:: GOAL OF THE EXERCISE ::
Copying exactly, give the lines in the material below from the one with "let staged = changes.len();" to the one with "filename src/interface/http/mod.rs", ends included, and nothing besides.

:: RAW DATA ::
== Segment start ==

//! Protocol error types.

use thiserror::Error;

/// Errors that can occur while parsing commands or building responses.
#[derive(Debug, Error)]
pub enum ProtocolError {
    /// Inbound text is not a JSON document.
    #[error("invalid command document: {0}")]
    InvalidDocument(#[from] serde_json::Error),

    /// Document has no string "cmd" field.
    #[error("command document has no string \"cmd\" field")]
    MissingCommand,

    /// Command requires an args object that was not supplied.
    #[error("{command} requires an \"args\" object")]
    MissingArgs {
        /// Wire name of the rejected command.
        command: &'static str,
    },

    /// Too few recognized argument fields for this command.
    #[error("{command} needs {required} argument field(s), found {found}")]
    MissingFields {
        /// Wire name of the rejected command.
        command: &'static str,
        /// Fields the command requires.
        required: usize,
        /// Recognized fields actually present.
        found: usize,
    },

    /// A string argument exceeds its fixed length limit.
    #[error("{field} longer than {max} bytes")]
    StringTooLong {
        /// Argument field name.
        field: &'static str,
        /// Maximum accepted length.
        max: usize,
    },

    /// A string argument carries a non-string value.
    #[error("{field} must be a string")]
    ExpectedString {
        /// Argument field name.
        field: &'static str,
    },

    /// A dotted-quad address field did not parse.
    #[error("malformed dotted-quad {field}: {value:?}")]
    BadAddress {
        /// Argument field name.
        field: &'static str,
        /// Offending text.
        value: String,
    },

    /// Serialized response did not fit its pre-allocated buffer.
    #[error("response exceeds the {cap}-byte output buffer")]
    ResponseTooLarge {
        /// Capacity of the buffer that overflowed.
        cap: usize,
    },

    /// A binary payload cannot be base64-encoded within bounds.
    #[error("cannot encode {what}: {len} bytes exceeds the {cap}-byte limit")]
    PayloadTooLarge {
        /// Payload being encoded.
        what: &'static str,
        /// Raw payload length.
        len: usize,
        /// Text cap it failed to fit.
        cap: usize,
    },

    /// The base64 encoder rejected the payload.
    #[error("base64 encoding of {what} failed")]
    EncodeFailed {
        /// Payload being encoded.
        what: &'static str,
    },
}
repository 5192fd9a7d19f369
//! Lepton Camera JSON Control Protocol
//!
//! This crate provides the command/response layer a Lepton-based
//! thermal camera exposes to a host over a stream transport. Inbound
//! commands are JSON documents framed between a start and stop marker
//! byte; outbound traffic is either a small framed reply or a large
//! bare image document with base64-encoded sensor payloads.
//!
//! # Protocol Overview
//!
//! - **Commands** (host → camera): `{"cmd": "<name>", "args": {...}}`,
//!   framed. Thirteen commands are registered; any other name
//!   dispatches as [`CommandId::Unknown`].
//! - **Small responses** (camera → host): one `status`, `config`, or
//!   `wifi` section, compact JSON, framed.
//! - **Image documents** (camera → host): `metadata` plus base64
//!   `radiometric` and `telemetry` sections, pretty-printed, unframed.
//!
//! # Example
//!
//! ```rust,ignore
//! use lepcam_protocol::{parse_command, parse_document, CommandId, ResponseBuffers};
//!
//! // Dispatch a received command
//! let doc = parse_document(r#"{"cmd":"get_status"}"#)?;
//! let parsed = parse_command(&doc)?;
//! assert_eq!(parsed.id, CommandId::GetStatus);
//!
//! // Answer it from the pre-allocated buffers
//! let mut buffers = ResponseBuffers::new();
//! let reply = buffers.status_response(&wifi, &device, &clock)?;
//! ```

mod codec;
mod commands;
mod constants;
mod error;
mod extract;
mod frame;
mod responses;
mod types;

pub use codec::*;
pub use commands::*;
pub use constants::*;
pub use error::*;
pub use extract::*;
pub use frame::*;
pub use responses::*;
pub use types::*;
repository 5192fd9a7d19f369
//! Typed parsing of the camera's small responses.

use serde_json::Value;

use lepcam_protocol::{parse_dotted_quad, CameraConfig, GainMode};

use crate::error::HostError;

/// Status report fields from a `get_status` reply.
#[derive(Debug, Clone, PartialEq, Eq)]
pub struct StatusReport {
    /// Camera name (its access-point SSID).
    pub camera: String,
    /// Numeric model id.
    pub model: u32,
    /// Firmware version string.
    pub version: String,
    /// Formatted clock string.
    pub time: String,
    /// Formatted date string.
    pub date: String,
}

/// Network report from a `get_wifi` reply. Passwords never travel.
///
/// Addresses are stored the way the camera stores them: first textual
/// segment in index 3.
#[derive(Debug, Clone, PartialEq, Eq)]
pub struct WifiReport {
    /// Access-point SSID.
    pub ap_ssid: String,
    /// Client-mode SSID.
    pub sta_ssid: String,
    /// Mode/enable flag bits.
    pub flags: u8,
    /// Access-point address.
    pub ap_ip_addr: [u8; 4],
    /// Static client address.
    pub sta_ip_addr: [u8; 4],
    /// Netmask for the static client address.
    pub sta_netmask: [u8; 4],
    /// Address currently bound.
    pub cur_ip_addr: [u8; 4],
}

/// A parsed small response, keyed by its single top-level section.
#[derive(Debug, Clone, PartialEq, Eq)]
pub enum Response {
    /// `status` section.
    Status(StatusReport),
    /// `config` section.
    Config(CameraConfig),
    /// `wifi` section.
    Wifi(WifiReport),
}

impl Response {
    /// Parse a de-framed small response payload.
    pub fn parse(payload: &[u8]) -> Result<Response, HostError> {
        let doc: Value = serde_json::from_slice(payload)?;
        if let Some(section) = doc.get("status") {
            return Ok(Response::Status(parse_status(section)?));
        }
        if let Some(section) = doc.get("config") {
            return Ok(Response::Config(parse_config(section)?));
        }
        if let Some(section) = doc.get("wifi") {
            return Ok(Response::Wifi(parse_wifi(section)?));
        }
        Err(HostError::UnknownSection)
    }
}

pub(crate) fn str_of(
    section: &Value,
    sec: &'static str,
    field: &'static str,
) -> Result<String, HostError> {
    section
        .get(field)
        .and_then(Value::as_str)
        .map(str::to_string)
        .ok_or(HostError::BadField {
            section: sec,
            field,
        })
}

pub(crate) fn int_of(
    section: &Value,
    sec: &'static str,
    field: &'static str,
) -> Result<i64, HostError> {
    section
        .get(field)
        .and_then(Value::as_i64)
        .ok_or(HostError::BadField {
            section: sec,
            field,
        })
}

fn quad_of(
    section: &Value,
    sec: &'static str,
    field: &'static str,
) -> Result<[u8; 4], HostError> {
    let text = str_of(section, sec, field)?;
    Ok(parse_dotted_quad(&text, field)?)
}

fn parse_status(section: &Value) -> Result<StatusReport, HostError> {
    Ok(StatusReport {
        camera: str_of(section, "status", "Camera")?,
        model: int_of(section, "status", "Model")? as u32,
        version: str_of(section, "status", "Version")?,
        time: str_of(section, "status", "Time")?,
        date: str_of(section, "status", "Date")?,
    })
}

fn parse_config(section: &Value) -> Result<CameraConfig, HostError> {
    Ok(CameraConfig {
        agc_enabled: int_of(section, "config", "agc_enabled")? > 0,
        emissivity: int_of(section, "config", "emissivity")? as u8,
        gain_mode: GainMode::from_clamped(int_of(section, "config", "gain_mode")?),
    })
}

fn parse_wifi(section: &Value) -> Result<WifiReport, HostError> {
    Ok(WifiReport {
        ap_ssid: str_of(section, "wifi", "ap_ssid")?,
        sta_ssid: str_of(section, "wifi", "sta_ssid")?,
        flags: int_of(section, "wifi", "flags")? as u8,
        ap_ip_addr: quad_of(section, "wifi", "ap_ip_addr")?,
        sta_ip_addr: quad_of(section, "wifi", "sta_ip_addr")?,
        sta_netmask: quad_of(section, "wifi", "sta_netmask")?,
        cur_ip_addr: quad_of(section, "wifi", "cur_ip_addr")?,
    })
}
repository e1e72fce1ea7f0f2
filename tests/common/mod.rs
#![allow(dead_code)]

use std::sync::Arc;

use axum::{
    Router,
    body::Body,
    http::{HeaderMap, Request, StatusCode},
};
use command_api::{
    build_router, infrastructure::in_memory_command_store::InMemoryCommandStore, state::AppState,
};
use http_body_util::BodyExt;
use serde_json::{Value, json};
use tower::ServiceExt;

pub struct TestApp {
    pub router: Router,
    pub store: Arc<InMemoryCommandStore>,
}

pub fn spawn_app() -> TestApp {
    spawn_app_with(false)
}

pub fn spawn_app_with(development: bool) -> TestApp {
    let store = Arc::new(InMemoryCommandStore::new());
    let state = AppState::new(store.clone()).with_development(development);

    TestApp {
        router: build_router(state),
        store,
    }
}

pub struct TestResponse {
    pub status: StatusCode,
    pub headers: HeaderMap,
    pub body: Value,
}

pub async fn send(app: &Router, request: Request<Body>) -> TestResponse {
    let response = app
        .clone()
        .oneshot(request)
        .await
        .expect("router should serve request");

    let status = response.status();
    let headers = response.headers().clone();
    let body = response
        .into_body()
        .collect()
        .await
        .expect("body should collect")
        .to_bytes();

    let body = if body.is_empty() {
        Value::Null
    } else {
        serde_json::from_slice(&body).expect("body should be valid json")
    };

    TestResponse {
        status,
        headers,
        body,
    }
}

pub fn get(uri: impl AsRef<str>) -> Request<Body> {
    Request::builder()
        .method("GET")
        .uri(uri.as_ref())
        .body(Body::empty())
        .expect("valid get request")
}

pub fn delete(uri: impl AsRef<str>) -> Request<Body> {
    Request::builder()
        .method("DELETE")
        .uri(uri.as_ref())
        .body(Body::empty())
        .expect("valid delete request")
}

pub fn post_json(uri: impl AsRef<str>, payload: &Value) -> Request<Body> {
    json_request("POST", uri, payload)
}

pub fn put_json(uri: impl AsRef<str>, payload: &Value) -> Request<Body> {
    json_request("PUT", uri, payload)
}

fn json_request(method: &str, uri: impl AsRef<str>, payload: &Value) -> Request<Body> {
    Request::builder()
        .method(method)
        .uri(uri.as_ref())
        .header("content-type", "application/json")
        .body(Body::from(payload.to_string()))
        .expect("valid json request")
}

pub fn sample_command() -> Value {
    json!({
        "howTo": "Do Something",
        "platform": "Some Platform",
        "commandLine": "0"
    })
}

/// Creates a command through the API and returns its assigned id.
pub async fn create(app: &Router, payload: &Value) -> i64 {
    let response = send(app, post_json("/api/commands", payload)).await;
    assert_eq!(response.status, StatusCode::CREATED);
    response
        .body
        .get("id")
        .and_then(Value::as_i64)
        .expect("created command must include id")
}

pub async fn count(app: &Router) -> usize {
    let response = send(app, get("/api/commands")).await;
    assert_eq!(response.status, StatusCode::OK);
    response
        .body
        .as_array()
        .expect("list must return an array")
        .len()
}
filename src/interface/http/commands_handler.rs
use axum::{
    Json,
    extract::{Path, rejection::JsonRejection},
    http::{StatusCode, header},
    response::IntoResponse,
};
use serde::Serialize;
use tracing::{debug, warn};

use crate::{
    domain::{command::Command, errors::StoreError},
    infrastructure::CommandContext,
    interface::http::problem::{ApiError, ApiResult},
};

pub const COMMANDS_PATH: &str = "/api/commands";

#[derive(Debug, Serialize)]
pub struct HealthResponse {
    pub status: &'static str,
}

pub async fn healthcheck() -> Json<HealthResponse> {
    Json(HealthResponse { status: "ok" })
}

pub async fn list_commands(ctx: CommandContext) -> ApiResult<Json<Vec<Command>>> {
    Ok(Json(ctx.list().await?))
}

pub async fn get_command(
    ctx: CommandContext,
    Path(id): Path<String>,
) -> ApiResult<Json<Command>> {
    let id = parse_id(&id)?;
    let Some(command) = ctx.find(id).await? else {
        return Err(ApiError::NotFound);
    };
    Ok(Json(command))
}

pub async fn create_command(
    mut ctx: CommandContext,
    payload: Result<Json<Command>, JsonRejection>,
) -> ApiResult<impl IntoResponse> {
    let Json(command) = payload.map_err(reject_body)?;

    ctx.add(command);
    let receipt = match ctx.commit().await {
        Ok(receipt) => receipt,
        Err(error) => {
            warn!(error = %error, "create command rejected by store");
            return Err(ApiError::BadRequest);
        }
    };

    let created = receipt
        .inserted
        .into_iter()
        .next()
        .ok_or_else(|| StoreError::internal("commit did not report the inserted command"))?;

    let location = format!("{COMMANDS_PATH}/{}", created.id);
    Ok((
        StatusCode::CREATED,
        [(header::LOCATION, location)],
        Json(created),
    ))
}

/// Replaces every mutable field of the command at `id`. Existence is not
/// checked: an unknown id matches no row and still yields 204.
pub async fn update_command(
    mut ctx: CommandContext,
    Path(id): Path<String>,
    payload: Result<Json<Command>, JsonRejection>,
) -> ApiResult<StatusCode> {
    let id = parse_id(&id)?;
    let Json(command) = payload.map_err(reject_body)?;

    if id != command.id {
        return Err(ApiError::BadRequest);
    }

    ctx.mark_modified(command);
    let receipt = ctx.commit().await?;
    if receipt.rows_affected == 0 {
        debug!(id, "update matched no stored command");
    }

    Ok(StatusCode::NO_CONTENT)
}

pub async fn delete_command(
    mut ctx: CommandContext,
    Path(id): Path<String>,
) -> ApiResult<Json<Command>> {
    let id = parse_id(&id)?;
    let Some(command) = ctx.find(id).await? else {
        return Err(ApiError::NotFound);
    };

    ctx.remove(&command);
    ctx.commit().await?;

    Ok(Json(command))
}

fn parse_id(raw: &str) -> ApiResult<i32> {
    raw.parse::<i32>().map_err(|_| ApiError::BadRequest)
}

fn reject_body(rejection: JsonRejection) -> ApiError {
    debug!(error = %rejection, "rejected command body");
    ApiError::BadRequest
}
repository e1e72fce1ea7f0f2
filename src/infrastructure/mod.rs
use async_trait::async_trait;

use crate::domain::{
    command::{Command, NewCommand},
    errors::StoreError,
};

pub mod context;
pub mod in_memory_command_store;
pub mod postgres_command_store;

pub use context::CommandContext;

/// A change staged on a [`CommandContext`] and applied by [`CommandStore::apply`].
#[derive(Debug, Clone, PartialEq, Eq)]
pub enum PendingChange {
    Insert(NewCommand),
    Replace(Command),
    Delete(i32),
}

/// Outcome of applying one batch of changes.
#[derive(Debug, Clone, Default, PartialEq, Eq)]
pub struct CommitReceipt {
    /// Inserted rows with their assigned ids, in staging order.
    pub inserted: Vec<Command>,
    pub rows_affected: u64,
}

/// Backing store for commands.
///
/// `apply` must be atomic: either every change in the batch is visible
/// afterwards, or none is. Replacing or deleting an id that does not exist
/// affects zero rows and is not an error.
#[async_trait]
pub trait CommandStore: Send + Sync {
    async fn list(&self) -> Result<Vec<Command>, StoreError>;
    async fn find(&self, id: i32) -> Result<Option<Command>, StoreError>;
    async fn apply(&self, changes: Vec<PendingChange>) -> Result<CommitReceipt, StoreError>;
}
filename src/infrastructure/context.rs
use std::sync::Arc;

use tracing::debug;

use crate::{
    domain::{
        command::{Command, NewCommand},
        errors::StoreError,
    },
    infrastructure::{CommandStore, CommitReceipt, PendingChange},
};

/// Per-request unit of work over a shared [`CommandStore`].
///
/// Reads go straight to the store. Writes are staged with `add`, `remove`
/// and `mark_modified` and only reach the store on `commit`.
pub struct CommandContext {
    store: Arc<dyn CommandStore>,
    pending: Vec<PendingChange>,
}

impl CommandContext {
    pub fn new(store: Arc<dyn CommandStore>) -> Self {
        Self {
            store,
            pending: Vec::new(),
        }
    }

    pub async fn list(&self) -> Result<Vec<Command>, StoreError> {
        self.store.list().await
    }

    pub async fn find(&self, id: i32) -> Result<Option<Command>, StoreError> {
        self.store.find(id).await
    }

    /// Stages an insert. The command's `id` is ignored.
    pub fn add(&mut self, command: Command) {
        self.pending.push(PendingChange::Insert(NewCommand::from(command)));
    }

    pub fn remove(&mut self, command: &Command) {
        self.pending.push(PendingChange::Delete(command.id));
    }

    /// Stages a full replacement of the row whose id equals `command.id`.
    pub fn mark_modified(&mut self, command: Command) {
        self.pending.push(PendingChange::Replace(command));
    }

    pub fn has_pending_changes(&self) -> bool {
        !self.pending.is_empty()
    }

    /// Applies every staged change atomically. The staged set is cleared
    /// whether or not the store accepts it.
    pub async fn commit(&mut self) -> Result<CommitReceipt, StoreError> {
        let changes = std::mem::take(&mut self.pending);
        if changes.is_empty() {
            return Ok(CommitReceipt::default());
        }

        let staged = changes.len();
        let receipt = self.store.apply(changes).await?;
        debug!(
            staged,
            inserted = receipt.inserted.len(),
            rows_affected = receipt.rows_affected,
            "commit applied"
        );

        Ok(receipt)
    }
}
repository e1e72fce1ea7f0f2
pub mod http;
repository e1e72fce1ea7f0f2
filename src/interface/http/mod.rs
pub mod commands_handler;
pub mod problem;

== Segment end ==

:: PROBLEM SOLUTION ::
        let staged = changes.len();
        let receipt = self.store.apply(changes).await?;
        debug!(
            staged,
            inserted = receipt.inserted.len(),
            rows_affected = receipt.rows_affected,
            "commit applied"
        );

        Ok(receipt)
    }
}
repository e1e72fce1ea7f0f2
pub mod http;
repository e1e72fce1ea7f0f2
filename src/interface/http/mod.rs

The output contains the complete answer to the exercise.